(Source data)
━━━━━━━━━━━━━━━━━━━━━━━━━━━━━━

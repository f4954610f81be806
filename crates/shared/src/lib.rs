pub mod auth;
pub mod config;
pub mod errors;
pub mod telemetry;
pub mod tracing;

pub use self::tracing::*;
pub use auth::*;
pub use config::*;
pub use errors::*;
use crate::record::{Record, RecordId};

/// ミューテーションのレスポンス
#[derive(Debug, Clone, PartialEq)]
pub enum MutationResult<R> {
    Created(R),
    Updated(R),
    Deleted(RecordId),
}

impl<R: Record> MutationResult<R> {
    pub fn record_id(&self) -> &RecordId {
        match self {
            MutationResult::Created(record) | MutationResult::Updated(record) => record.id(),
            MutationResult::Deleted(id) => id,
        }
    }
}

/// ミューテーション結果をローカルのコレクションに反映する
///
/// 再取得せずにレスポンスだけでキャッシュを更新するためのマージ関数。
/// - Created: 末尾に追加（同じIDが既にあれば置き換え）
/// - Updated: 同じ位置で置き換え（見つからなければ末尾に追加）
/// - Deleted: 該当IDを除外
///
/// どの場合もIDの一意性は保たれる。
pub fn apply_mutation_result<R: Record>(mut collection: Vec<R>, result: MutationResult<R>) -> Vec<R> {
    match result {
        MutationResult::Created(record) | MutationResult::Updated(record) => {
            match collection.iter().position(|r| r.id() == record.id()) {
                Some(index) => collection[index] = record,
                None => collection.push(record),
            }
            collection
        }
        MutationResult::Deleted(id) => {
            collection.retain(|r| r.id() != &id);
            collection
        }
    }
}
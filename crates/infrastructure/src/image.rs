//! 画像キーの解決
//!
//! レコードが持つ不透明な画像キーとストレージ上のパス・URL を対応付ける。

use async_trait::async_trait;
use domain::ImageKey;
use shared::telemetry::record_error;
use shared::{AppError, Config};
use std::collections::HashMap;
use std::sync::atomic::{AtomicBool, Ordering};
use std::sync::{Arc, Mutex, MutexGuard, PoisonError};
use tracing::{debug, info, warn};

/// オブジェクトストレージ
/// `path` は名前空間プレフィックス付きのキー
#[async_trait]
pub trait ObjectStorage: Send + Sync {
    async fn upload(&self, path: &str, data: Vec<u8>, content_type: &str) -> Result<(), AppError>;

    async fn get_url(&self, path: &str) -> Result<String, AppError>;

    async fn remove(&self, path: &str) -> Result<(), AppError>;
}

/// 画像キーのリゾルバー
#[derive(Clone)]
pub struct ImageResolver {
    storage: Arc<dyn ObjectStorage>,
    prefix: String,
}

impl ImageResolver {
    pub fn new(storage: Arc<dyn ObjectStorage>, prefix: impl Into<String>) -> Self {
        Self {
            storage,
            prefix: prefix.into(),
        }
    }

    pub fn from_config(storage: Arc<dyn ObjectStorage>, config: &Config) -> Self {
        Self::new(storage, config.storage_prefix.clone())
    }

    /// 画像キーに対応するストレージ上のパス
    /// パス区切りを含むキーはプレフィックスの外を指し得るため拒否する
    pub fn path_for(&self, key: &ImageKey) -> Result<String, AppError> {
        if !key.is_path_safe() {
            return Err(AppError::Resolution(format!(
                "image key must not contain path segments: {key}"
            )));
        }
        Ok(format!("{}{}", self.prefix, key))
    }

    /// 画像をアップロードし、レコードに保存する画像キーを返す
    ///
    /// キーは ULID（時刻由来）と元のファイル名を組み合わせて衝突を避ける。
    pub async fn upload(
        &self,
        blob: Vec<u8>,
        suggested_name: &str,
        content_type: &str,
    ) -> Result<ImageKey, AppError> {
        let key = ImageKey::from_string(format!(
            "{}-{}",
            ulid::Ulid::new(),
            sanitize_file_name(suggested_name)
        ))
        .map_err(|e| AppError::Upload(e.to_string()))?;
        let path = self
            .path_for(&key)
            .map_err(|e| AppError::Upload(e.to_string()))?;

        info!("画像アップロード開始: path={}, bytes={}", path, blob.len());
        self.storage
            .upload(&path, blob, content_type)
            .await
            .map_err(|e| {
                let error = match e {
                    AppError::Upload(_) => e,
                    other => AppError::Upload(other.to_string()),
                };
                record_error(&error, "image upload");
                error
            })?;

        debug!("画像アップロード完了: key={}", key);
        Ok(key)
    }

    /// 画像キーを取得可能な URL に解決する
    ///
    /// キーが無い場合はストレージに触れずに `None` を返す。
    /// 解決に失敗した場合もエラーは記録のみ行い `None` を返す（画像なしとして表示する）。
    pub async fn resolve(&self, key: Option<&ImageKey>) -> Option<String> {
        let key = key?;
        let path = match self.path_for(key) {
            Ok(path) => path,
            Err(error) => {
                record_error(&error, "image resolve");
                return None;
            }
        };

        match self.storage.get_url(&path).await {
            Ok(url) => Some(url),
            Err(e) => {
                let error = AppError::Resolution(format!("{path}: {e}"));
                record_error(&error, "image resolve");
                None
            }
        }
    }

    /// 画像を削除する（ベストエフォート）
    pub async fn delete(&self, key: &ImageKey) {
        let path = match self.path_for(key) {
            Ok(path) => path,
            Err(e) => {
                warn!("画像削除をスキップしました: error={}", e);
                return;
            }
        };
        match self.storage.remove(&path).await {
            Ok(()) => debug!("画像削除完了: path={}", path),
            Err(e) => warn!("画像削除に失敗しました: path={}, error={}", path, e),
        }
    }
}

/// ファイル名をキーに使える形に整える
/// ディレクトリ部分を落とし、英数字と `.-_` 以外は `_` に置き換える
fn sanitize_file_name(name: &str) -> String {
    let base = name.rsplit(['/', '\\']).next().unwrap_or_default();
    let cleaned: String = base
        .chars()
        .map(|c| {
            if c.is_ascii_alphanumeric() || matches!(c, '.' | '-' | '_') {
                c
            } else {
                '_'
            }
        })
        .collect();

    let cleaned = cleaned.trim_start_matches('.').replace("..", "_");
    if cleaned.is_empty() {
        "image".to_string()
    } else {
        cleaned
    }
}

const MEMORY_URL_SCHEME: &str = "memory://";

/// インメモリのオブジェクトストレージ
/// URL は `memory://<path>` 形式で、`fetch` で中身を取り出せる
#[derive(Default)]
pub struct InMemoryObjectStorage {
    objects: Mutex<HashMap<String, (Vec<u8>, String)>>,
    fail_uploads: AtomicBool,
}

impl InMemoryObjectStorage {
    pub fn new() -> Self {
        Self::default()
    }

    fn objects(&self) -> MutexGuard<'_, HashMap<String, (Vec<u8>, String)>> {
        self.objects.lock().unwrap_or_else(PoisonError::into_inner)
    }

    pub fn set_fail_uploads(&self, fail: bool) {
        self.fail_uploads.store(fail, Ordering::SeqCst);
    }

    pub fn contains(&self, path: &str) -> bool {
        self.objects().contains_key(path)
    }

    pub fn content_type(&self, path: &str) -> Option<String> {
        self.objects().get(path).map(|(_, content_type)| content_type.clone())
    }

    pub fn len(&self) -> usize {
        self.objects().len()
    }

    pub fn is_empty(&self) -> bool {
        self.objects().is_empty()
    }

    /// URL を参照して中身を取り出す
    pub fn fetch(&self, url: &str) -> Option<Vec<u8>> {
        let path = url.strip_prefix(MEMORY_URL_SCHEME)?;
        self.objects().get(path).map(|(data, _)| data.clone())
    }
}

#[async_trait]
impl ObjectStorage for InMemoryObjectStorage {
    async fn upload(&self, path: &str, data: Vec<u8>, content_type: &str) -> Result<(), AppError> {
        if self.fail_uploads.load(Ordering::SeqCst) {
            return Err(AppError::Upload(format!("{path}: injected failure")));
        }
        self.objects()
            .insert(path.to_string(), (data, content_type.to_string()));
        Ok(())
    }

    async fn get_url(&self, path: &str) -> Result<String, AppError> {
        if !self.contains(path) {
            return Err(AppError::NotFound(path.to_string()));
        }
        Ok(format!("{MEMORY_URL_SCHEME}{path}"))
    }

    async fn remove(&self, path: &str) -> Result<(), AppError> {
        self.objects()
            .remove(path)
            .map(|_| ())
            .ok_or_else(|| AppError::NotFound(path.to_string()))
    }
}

━━━━━━━━━━━━━━━━━━━━━━━━━━━━━━

(Exercise) Only one stretch of the entries above is wanted: the lines from the one containing "match collection.iter().position(|r| r.id()" through the one containing "use shared::telemetry::record_error;". Please reproduce it exactly.

(Worked solution)
            match collection.iter().position(|r| r.id() == record.id()) {
                Some(index) => collection[index] = record,
                None => collection.push(record),
            }
            collection
        }
        MutationResult::Deleted(id) => {
            collection.retain(|r| r.id() != &id);
            collection
        }
    }
}
filename crates/infrastructure/src/image.rs
//! 画像キーの解決
//!
//! レコードが持つ不透明な画像キーとストレージ上のパス・URL を対応付ける。

use async_trait::async_trait;
use domain::ImageKey;
use shared::telemetry::record_error;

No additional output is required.